- Occupation: Businessperson

= Rishi Dhakal =

Nepalese, US-based businessman

Rishi Punnakhar Dhakal, is a Nepalese American businessman. He is CEO of Rising International Inc which is among the largest overseas importers of Nepali ready made garments. He is also honorary consul general of Nepal for San Diego California, US. He received the Commercially Important Person (CIP) title in Nepal from President of Nepal, Dr. Ram Baran Yadav. He is also vice-president of the Shree Pashupatinath Foundation, US.

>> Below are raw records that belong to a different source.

//! Gravity board: pieces drop to the lowest free row of a column

use std::fmt;

use serde::{Deserialize, Serialize};

use super::frontier::Frontier;
use crate::{
    Error, Result,
    board::{Board, Cell, GameOutcome, Grid, LineAnalyzer, Player, Scenario},
    types::CanonicalKey,
};

/// A drop into a column
#[derive(Debug, Clone, Copy, PartialEq, Eq, Hash, PartialOrd, Ord, Serialize, Deserialize)]
pub struct Slot {
    pub column: usize,
}

impl Slot {
    pub const fn new(column: usize) -> Self {
        Slot { column }
    }
}

impl fmt::Display for Slot {
    fn fmt(&self, f: &mut fmt::Formatter<'_>) -> fmt::Result {
        write!(f, "column {}", self.column)
    }
}

#[derive(Debug, Clone, PartialEq, Eq, Hash, Serialize, Deserialize)]
pub struct FourPlay {
    grid: Grid,
    frontier: Frontier,
    mover: Player,
    win_length: usize,
    outcome: Option<GameOutcome>,
}

impl FourPlay {
    pub const ROWS: usize = 6;
    pub const COLUMNS: usize = 7;
    pub const WIN_LENGTH: usize = 4;

    /// Empty 6x7 board, four in a row wins, X to move
    pub fn new() -> Self {
        FourPlay {
            grid: Grid::new(Self::ROWS, Self::COLUMNS),
            frontier: Frontier::empty(Self::ROWS, Self::COLUMNS),
            mover: Player::X,
            win_length: Self::WIN_LENGTH,
            outcome: None,
        }
    }

    /// # Errors
    ///
    /// Returns [`Error::InvalidConfiguration`] for an empty grid or a win
    /// length longer than both dimensions.
    pub fn with_size(rows: usize, columns: usize, win_length: usize) -> Result<Self> {
        if rows == 0 || columns == 0 || win_length == 0 || win_length > rows.max(columns) {
            return Err(Error::InvalidConfiguration {
                message: format!("win length {win_length} does not fit a {rows}x{columns} board"),
            });
        }
        Ok(FourPlay {
            grid: Grid::new(rows, columns),
            frontier: Frontier::empty(rows, columns),
            mover: Player::X,
            win_length,
            outcome: None,
        })
    }

    /// Build a board from a literal scenario with an explicit side to move.
    /// Returns the board and the marked column, if the scenario has one.
    ///
    /// # Errors
    ///
    /// Returns [`Error::InvalidScenario`] if the rows do not parse or a piece
    /// floats above an empty cell.
    pub fn from_scenario<S: AsRef<str>>(rows: &[S], mover: Player) -> Result<(Self, Option<Slot>)> {
        let Scenario { grid, marker } = Scenario::parse(rows)?;
        for column in 0..grid.columns() {
            for row in 1..grid.rows() {
                let above = grid.get(row - 1, column);
                if above != Some(Cell::Empty) && grid.get(row, column) == Some(Cell::Empty) {
                    return Err(Error::InvalidScenario {
                        row: row - 1,
                        line: rows[row - 1].as_ref().to_string(),
                        reason: format!("piece in column {column} is not supported"),
                    });
                }
            }
        }

        let win_length = Self::WIN_LENGTH.min(grid.rows().max(grid.columns()));
        let mut board = FourPlay {
            frontier: Frontier::from_grid(&grid),
            grid,
            mover,
            win_length,
            outcome: None,
        };
        board.outcome = board.evaluate();
        Ok((board, marker.map(|(_, column)| Slot::new(column))))
    }

    pub fn frontier(&self) -> &Frontier {
        &self.frontier
    }

    pub fn win_length(&self) -> usize {
        self.win_length
    }

    fn evaluate(&self) -> Option<GameOutcome> {
        if let Some(winner) = LineAnalyzer::find_winner(&self.grid, self.win_length) {
            Some(GameOutcome::Win(winner))
        } else if self.frontier.is_full() {
            Some(GameOutcome::Draw)
        } else {
            None
        }
    }
}

impl Default for FourPlay {
    fn default() -> Self {
        Self::new()
    }
}

impl Board for FourPlay {
    type Move = Slot;

    const SEARCH_DEPTH_LIMIT: Option<usize> = Some(8);

    fn mover(&self) -> Player {
        self.mover
    }

    fn outcome(&self) -> Option<GameOutcome> {
        self.outcome
    }

    fn legal_moves(&self) -> Vec<Slot> {
        if self.is_terminal() {
            return Vec::new();
        }
        self.frontier.open_columns().map(Slot::new).collect()
    }

    fn apply(&mut self, slot: Slot) -> Result<()> {
        if self.outcome.is_some() {
            return Err(Error::illegal_move(slot, "game is already over"));
        }
        if slot.column >= self.grid.columns() {
            return Err(Error::illegal_move(slot, "outside the board"));
        }
        let Some(row) = self.frontier.row(slot.column) else {
            return Err(Error::illegal_move(slot, "column is full"));
        };

        self.grid.set(row, slot.column, self.mover.to_cell());
        self.frontier.raise(slot.column);
        self.outcome =
            match LineAnalyzer::connected_through(&self.grid, row, slot.column, self.win_length) {
                Some(winner) => Some(GameOutcome::Win(winner)),
                None if self.frontier.is_full() => Some(GameOutcome::Draw),
                None => None,
            };
        self.mover = self.mover.opponent();
        Ok(())
    }

    fn undo(&mut self, slot: Slot) -> Result<()> {
        let previous = self.mover.opponent();
        let top = self.frontier.row(slot.column).map_or(0, |row| row + 1);
        if self.grid.get(top, slot.column) != Some(previous.to_cell()) {
            return Err(Error::illegal_move(
                slot,
                format!("no {previous} piece on top of the column"),
            ));
        }
        self.grid.set(top, slot.column, Cell::Empty);
        self.frontier.lower(slot.column);
        self.mover = previous;
        self.outcome = self.evaluate();
        Ok(())
    }

    fn transposition_key(&self) -> CanonicalKey {
        CanonicalKey::encode(self.grid.cells(), self.grid.columns(), self.mover)
    }

    fn grid(&self) -> &Grid {
        &self.grid
    }
}

impl fmt::Display for FourPlay {
    fn fmt(&self, f: &mut fmt::Formatter<'_>) -> fmt::Result {
        let line = LineAnalyzer::winning_line(&self.grid, self.win_length).unwrap_or_default();
        write!(f, "{}", self.grid.render(&line))?;
        for column in 0..self.grid.columns() {
            write!(f, "{}", column % 10)?;
        }
        writeln!(f)
    }
}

== Early life and education ==
Rishi Dhakal was born in 1973 in Prithivi Narayan Municipality to Lila Nath Dhakal (father) and Megha Maya Dhakal. His siblings include Hari, Bhim, Thakur and Laxmi. Dhakal attended Ratnarajya Laxmi Secondary School and Shakti Secondary School before transferring to Mahendra Secondary School in Kundur, Gorkha where he completed his secondary education. After his secondary education, Dhakal studied in several institutions including Saraswoti Multiple Campus, Ratna Rajya Laxmi Campus, and Patan Multiple Campus before earning a bachelor’s degree in humanities at the Tribhuvan University.

== Career ==
Dhakal began his career in 1992 as an office clerk and rose through the ranks to the position of manager. After his civil service career, he went into business with diversified interests in fashion, hospitality industry, real estate and beauty industry. Dhakal is the president and CEO of Rising International Inc., headquartered in Irwindale, California, with several subsidiaries including Dhakal Brother LLC, Himalayan Investment LLC, Rising Star Trading Inc, kamana kitchen in Hawaii, Honomu Farm LLC in Hawaii, and Kamana Investment LLC in Hawaii. He is Honorary Consulate of Nepal to the US.

== Philanthropy ==
Dhakal philanthropic efforts focus on orphans and victims of war offering them education, health care and emotional supports. During the COVID-19 pandemic, Dhakal provided food, medical and financial aid to Nepalis in California and New York. Dhakal is a prominent member of Shree Pashupatinath Foundation, US.